L’Homère des insectes : Jean Henri Fabre (1823-1915)

Talent immense déployé dans l’observation et la description du minuscule, esprit visionnaire tout entier concentré dans l’œilleton de la loupe, savant admiré se contentant de son chapeau de feutre et de son jardin provençal : faisons connaissance avec Jean Henri Fabre, écrivain et entomologiste (spécialiste des insectes), dont la plume rigoureuse et libre, vivante et poétique, ravira petits et grands lecteurs amoureux des sciences et de la nature. 

SON ŒUVRE : une centaine de manuels scolaires et d’ouvrages de vulgarisation, ainsi que dix tomes de Souvenirs entomologiques, traduits dans une quinzaine de langues !

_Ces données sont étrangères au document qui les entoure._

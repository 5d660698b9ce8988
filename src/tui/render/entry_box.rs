use ratatui::Frame;
use ratatui::layout::{Constraint, Direction, Layout, Position, Rect};
use ratatui::style::{Modifier, Style};
use ratatui::text::{Line, Span};
use ratatui::widgets::{Block, Borders, Paragraph};

use crate::tui::app::{Action, App, Focus};
use crate::util::unicode::{display_col_to_byte_offset, display_width, truncate_to_width};

const PLACEHOLDER: &str = "Type tasks, one per line";
const SAVE_COLUMN_WIDTH: u16 = 10;

/// Render the multi-line entry box with the Save button beside it
pub fn render_entry_box(frame: &mut Frame, app: &mut App, area: Rect) {
    let columns = Layout::default()
        .direction(Direction::Horizontal)
        .constraints([Constraint::Min(10), Constraint::Length(SAVE_COLUMN_WIDTH)])
        .split(area);

    let bg = app.theme.background;
    let focused = app.focus == Focus::Entry;
    let border_color = if focused {
        app.theme.focus_border
    } else {
        app.theme.border
    };
    let block = Block::default()
        .borders(Borders::ALL)
        .title(" New tasks ")
        .border_style(Style::default().fg(border_color).bg(bg))
        .style(Style::default().bg(bg));
    let inner = block.inner(columns[0]);
    frame.render_widget(block, columns[0]);
    app.hit.entry = inner;

    let height = inner.height as usize;
    let width = inner.width as usize;
    app.entry.scroll_to_cursor(height);
    app.entry.scroll_to_cursor_col(width);

    let lines: Vec<Line> = if app.entry.buffer.is_empty() {
        vec![Line::from(Span::styled(
            truncate_to_width(PLACEHOLDER, width),
            Style::default().fg(app.theme.dim).bg(bg),
        ))]
    } else {
        let text_style = Style::default().fg(app.theme.text).bg(bg);
        let hscroll = app.entry.hscroll;
        app.entry
            .buffer
            .split('\n')
            .skip(app.entry.scroll)
            .take(height)
            .map(|line| {
                let visible = &line[display_col_to_byte_offset(line, hscroll)..];
                Line::from(Span::styled(truncate_to_width(visible, width), text_style))
            })
            .collect()
    };
    frame.render_widget(Paragraph::new(lines).style(Style::default().bg(bg)), inner);

    let modal_open = app.menu.is_some() || app.notice.is_some() || app.show_help;
    if focused && !modal_open && inner.width > 0 && inner.height > 0 {
        let (line, col) = app.entry.cursor_line_col();
        let row = (line - app.entry.scroll) as u16;
        let col = ((col - app.entry.hscroll) as u16).min(inner.width - 1);
        frame.set_cursor_position(Position::new(inner.x + col, inner.y + row));
    }

    render_save_button(frame, app, columns[1]);
}

fn render_save_button(frame: &mut Frame, app: &mut App, area: Rect) {
    let label = format!(" {} ", Action::Submit.button_label());
    let width = (display_width(&label) as u16).min(area.width);
    let button = Rect::new(
        area.x + (area.width - width) / 2,
        area.y + area.height / 2,
        width,
        area.height.min(1),
    );
    let style = Style::default()
        .fg(app.theme.button_fg)
        .bg(app.theme.save)
        .add_modifier(Modifier::BOLD);
    frame.render_widget(Paragraph::new(label).style(style), button);
    app.hit.save_button = button;
}
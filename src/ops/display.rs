use crate::ops::task_ops::TaskStore;
use crate::util::unicode::display_width;

/// One rendered list row
#[derive(Debug, Clone, PartialEq, Eq)]
pub struct DisplayRow {
    /// Full label: `"{text} {mark}{prefix}"`
    pub label: String,
    /// Done rows are drawn muted
    pub done: bool,
    /// Display number when this row heads its group
    pub number: Option<usize>,
}

/// Build every row from the current store state.
pub fn display_rows(store: &TaskStore) -> Vec<DisplayRow> {
    let numbers = store.display_numbers();
    let mut seen = std::collections::HashSet::new();

    store
        .tasks()
        .iter()
        .map(|task| {
            let group_id = task.group_id();
            let number = numbers[&group_id];
            let is_head = seen.insert(group_id);
            DisplayRow {
                label: format_label(task.text(), task.mark(), number, is_head),
                done: task.done,
                number: is_head.then_some(number),
            }
        })
        .collect()
}

/// `"N. "` on a group's first row, blanks of the same width elsewhere.
pub fn number_prefix(number: usize, is_head: bool) -> String {
    let prefix = format!("{}. ", number);
    if is_head {
        prefix
    } else {
        " ".repeat(display_width(&prefix))
    }
}

fn format_label(text: &str, mark: char, number: usize, is_head: bool) -> String {
    format!("{} {}{}", text, mark, number_prefix(number, is_head))
}

#[cfg(test)]
mod tests {
    use super::*;
    use insta::assert_debug_snapshot;
    use pretty_assertions::assert_eq;

    fn labels(store: &TaskStore) -> Vec<String> {
        display_rows(store).into_iter().map(|r| r.label).collect()
    }

    #[test]
    fn grouped_batches_are_numbered_once() {
        let mut store = TaskStore::new();
        store.add_batch("Buy milk\nBuy eggs").unwrap();
        store.add_batch("Call mom").unwrap();
        assert_debug_snapshot!(labels(&store), @r#"
        [
            "Buy milk  1. ",
            "Buy eggs     ",
            "Call mom  2. ",
        ]
        "#);
    }

    #[test]
    fn deleting_a_group_renumbers() {
        let mut store = TaskStore::new();
        store.add_batch("Buy milk\nBuy eggs").unwrap();
        store.add_batch("Call mom").unwrap();
        store.delete_selected([1]).unwrap();
        assert_eq!(labels(&store), vec!["Call mom  1. ".to_string()]);
        assert_eq!(display_rows(&store)[0].number, Some(1));
    }

    #[test]
    fn done_rows_carry_check_mark() {
        let mut store = TaskStore::new();
        store.add_batch("Buy milk\nBuy eggs").unwrap();
        store.toggle_selected([0]).unwrap();
        let rows = display_rows(&store);
        assert_eq!(rows[0].label, "Buy milk \u{2713}1. ");
        assert_eq!(rows[1].label, "Buy eggs \u{2713}   ");
        assert!(rows.iter().all(|r| r.done));
    }

    #[test]
    fn padding_matches_wide_numbers() {
        let mut store = TaskStore::new();
        for i in 0..9 {
            store.add_batch(&format!("task {}", i)).unwrap();
        }
        store.add_batch("ten\nmore").unwrap();
        let rows = display_rows(&store);
        assert_eq!(rows[9].label, "ten  10. ");
        assert_eq!(rows[10].label, "more     ");
        assert_eq!(rows[10].number, None);
    }

    #[test]
    fn prefix_widths() {
        assert_eq!(number_prefix(3, true), "3. ");
        assert_eq!(number_prefix(3, false), "   ");
        assert_eq!(number_prefix(120, false), "     ");
    }
}
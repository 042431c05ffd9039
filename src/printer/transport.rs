use std::time::Duration;

use reqwest::Url;
use reqwest::blocking::multipart::{Form, Part};
use thiserror::Error;

use crate::printer::form::{FormBody, MultipartBody, MultipartPart};

pub const USER_AGENT: &str = concat!("printer-certs/", env!("CARGO_PKG_VERSION"));

/// Status and body of one response. The body is read in full so the
/// connection can be reused for the next step.
#[derive(Debug, Clone, PartialEq, Eq)]
pub struct PageResponse {
    pub status: u16,
    pub body: Vec<u8>,
}

impl PageResponse {
    pub fn ok(body: impl Into<Vec<u8>>) -> Self {
        PageResponse {
            status: 200,
            body: body.into(),
        }
    }

    pub fn is_ok(&self) -> bool {
        self.status == 200
    }
}

#[derive(Debug, Error)]
pub enum TransportError {
    #[error(transparent)]
    Http(#[from] reqwest::Error),

    #[error("{0}")]
    Other(String),
}

/// Blocking request/response exchange with the device.
///
/// Implementations do not interpret status codes; that is left to the caller.
pub trait Transport {
    fn get(&self, url: &Url) -> Result<PageResponse, TransportError>;

    fn post_form(&self, url: &Url, form: &FormBody) -> Result<PageResponse, TransportError>;

    fn post_multipart(&self, url: &Url, form: MultipartBody)
    -> Result<PageResponse, TransportError>;
}

// ============================================================================
// reqwest-backed transport
// ============================================================================

#[derive(Debug, Clone)]
pub struct TransportSettings {
    pub timeout: Duration,
    /// Printers ship with self-signed certificates, so this is usually on.
    pub accept_invalid_certs: bool,
}

impl Default for TransportSettings {
    fn default() -> Self {
        Self {
            timeout: Duration::from_secs(30),
            accept_invalid_certs: true,
        }
    }
}

pub struct HttpTransport {
    client: reqwest::blocking::Client,
}

impl HttpTransport {
    pub fn new(settings: &TransportSettings) -> Result<Self, TransportError> {
        let client = reqwest::blocking::Client::builder()
            .timeout(settings.timeout)
            .user_agent(USER_AGENT)
            .danger_accept_invalid_certs(settings.accept_invalid_certs)
            .build()?;
        Ok(HttpTransport { client })
    }

    fn read(response: reqwest::blocking::Response) -> Result<PageResponse, TransportError> {
        let status = response.status().as_u16();
        let body = response.bytes()?.to_vec();
        Ok(PageResponse { status, body })
    }
}

impl Transport for HttpTransport {
    fn get(&self, url: &Url) -> Result<PageResponse, TransportError> {
        let response = self.client.get(url.clone()).send()?;
        Self::read(response)
    }

    fn post_form(&self, url: &Url, form: &FormBody) -> Result<PageResponse, TransportError> {
        let response = self.client.post(url.clone()).form(form.fields()).send()?;
        Self::read(response)
    }

    fn post_multipart(
        &self,
        url: &Url,
        form: MultipartBody,
    ) -> Result<PageResponse, TransportError> {
        let mut multipart = Form::new();
        for part in form.into_parts() {
            multipart = match part {
                MultipartPart::Text { name, value } => multipart.text(name, value),
                MultipartPart::File {
                    name,
                    file_name,
                    bytes,
                } => {
                    let part = Part::bytes(bytes)
                        .file_name(file_name)
                        .mime_str("application/octet-stream")?;
                    multipart.part(name, part)
                }
            };
        }

        let response = self.client.post(url.clone()).multipart(multipart).send()?;
        Self::read(response)
    }
}
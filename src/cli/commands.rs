use std::error::Error;
use std::fs;

use crate::cli::config::ResolvedSettings;
use crate::printer::session::Printer;
use crate::state::state_model::CertificateId;
use crate::trace::logger::TraceLogger;

/// Open a printer handle from resolved settings.
pub fn open_printer(settings: &ResolvedSettings) -> Result<Printer, Box<dyn Error>> {
    let url = settings
        .url
        .as_deref()
        .ok_or("no printer URL: pass --url or set printer.url in the config file")?;

    let mut printer =
        Printer::connect(url, &settings.transport)?.with_settle_policy(settings.settle);
    if let Some(path) = &settings.trace_path {
        printer = printer.with_tracer(TraceLogger::new(path));
    }
    Ok(printer)
}

// ============================================================================
// list / current
// ============================================================================

pub fn cmd_list(printer: &Printer) -> Result<(), Box<dyn Error>> {
    let ids = printer.certificate_ids("list certificates")?;
    for id in ids.iter() {
        println!("{}", id);
    }
    Ok(())
}

pub fn cmd_current(printer: &Printer) -> Result<(), Box<dyn Error>> {
    let id = printer.current_certificate_id()?;
    println!("{}", id);
    Ok(())
}

// ============================================================================
// upload / activate / delete
// ============================================================================

pub fn cmd_upload(
    printer: &Printer,
    key_path: &str,
    cert_path: &str,
    activate: bool,
) -> Result<(), Box<dyn Error>> {
    let key_pem = fs::read(key_path).map_err(|e| format!("reading {}: {}", key_path, e))?;
    let cert_pem = fs::read(cert_path).map_err(|e| format!("reading {}: {}", cert_path, e))?;

    let Some(id) = printer.upload_certificate(&key_pem, &cert_pem)? else {
        eprintln!("Upload accepted, but no new certificate appeared on the printer.");
        if activate {
            return Err("nothing to activate: the new certificate's id is unknown".into());
        }
        return Ok(());
    };

    println!("{}", id);
    if activate {
        printer.activate_certificate(&id)?;
        eprintln!("Certificate {} activated; the printer is restarting.", id);
    }
    Ok(())
}

pub fn cmd_activate(printer: &Printer, id: &str) -> Result<(), Box<dyn Error>> {
    let id = CertificateId::from(id);
    printer.activate_certificate(&id)?;
    eprintln!("Certificate {} activated; the printer is restarting.", id);
    Ok(())
}

pub fn cmd_delete(printer: &Printer, id: &str) -> Result<(), Box<dyn Error>> {
    let id = CertificateId::from(id);
    printer.delete_certificate(&id)?;
    eprintln!("Certificate {} deleted.", id);
    Ok(())
}
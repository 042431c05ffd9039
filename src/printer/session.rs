use reqwest::Url;

use crate::cert::pkcs12::{PemPkcs12Encoder, Pkcs12Encoder};
use crate::printer::form::{FormBody, MultipartBody};
use crate::printer::paths::AdminPage;
use crate::printer::transport::{
    HttpTransport, PageResponse, Transport, TransportError, TransportSettings,
};
use crate::trace::logger::TraceLogger;
use crate::trace::trace::TraceEvent;
use crate::workflow::error::{PrinterError, Result};
use crate::workflow::settle::SettlePolicy;

/// Handle on one printer's web admin console.
///
/// The console keeps per-session state (the current CSRF token, which page
/// the session is "on"), so operations against one printer must not overlap.
/// Every method takes `&self` and runs to completion before returning; callers
/// that share a `Printer` between threads are responsible for serializing use.
pub struct Printer {
    base_url: Url,
    transport: Box<dyn Transport>,
    encoder: Box<dyn Pkcs12Encoder>,
    settle: SettlePolicy,
    tracer: TraceLogger,
}

impl Printer {
    /// Build a printer handle over an arbitrary transport.
    pub fn new(base_url: &str, transport: impl Transport + 'static) -> Result<Self> {
        let base_url = Url::parse(base_url)
            .map_err(|e| PrinterError::Url(format!("{}: {}", base_url, e)))?;
        if base_url.cannot_be_a_base() || !matches!(base_url.scheme(), "http" | "https") {
            return Err(PrinterError::Url(format!(
                "{}: expected an http or https URL",
                base_url
            )));
        }

        Ok(Printer {
            base_url,
            transport: Box::new(transport),
            encoder: Box::new(PemPkcs12Encoder),
            settle: SettlePolicy::default(),
            tracer: TraceLogger::disabled(),
        })
    }

    /// Build a printer handle that talks HTTP(S) through reqwest.
    pub fn connect(base_url: &str, settings: &TransportSettings) -> Result<Self> {
        let transport = HttpTransport::new(settings)
            .map_err(|e| PrinterError::transport("connect", e))?;
        Printer::new(base_url, transport)
    }

    pub fn with_settle_policy(mut self, settle: SettlePolicy) -> Self {
        self.settle = settle;
        self
    }

    pub fn with_encoder(mut self, encoder: impl Pkcs12Encoder + 'static) -> Self {
        self.encoder = Box::new(encoder);
        self
    }

    pub fn with_tracer(mut self, tracer: TraceLogger) -> Self {
        self.tracer = tracer;
        self
    }

    pub fn base_url(&self) -> &Url {
        &self.base_url
    }

    pub fn settle_policy(&self) -> SettlePolicy {
        self.settle
    }

    pub(crate) fn encoder(&self) -> &dyn Pkcs12Encoder {
        self.encoder.as_ref()
    }

    pub(crate) fn trace(&self, event: TraceEvent) {
        self.tracer.log(&event);
    }

    pub fn page_url(&self, page: AdminPage) -> Url {
        let mut url = self.base_url.clone();
        url.set_path(page.path());
        url.set_query(None);
        url.set_fragment(None);
        url
    }

    // =========================================================================
    // Request helpers
    // =========================================================================

    /// GET an admin page and return its body, failing unless the device says 200.
    pub(crate) fn get_page(
        &self,
        stage: &'static str,
        page: AdminPage,
        query: Option<(&str, &str)>,
    ) -> Result<Vec<u8>> {
        let mut url = self.page_url(page);
        if let Some((key, value)) = query {
            url.query_pairs_mut().append_pair(key, value);
        }
        let result = self.transport.get(&url);
        self.finish(stage, "GET", page, result)
    }

    pub(crate) fn post_form(
        &self,
        stage: &'static str,
        page: AdminPage,
        form: &FormBody,
    ) -> Result<Vec<u8>> {
        let url = self.page_url(page);
        let result = self.transport.post_form(&url, form);
        self.finish(stage, "POST", page, result)
    }

    pub(crate) fn post_multipart(
        &self,
        stage: &'static str,
        page: AdminPage,
        form: MultipartBody,
    ) -> Result<Vec<u8>> {
        let url = self.page_url(page);
        let result = self.transport.post_multipart(&url, form);
        self.finish(stage, "POST", page, result)
    }

    fn finish(
        &self,
        stage: &'static str,
        method: &str,
        page: AdminPage,
        result: std::result::Result<PageResponse, TransportError>,
    ) -> Result<Vec<u8>> {
        let event = TraceEvent::now(stage, method, page.path());

        let response = match result {
            Ok(response) => response,
            Err(e) => {
                tracing::debug!(stage, method, path = page.path(), error = %e, "request failed");
                self.trace(event.with_error(&e));
                return Err(PrinterError::transport(stage, e));
            }
        };

        tracing::debug!(
            stage,
            method,
            path = page.path(),
            status = response.status,
            bytes = response.body.len(),
            "device responded"
        );
        self.trace(event.with_status(response.status));

        if !response.is_ok() {
            return Err(PrinterError::Status {
                stage,
                status: response.status,
            });
        }

        Ok(response.body)
    }
}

Si j’écris pour les savants, pour les philosophes qui tenteront un jour de débrouiller un peu l’ardu problème de l’instinct, j’écris aussi, j’écris surtout pour les jeunes, à qui je désire faire aimer cette histoire naturelle. (Souvenirs entomologiques)

 

J.-H. Fabre en famille. Archives iconographiques Palais du Roure - Avignon

À l’ombre du monde

Surnommé « l’Homère des insectes » par Victor Hugo, « l’observateur inimitable » par Charles Darwin, « la mouche » par ses collègues professeurs qui le jugeaient insaisissable, homme modeste et scientifique autodidacte, Jean Henri Fabre força en son temps l’admiration des hommes de sciences comme des hommes de lettres.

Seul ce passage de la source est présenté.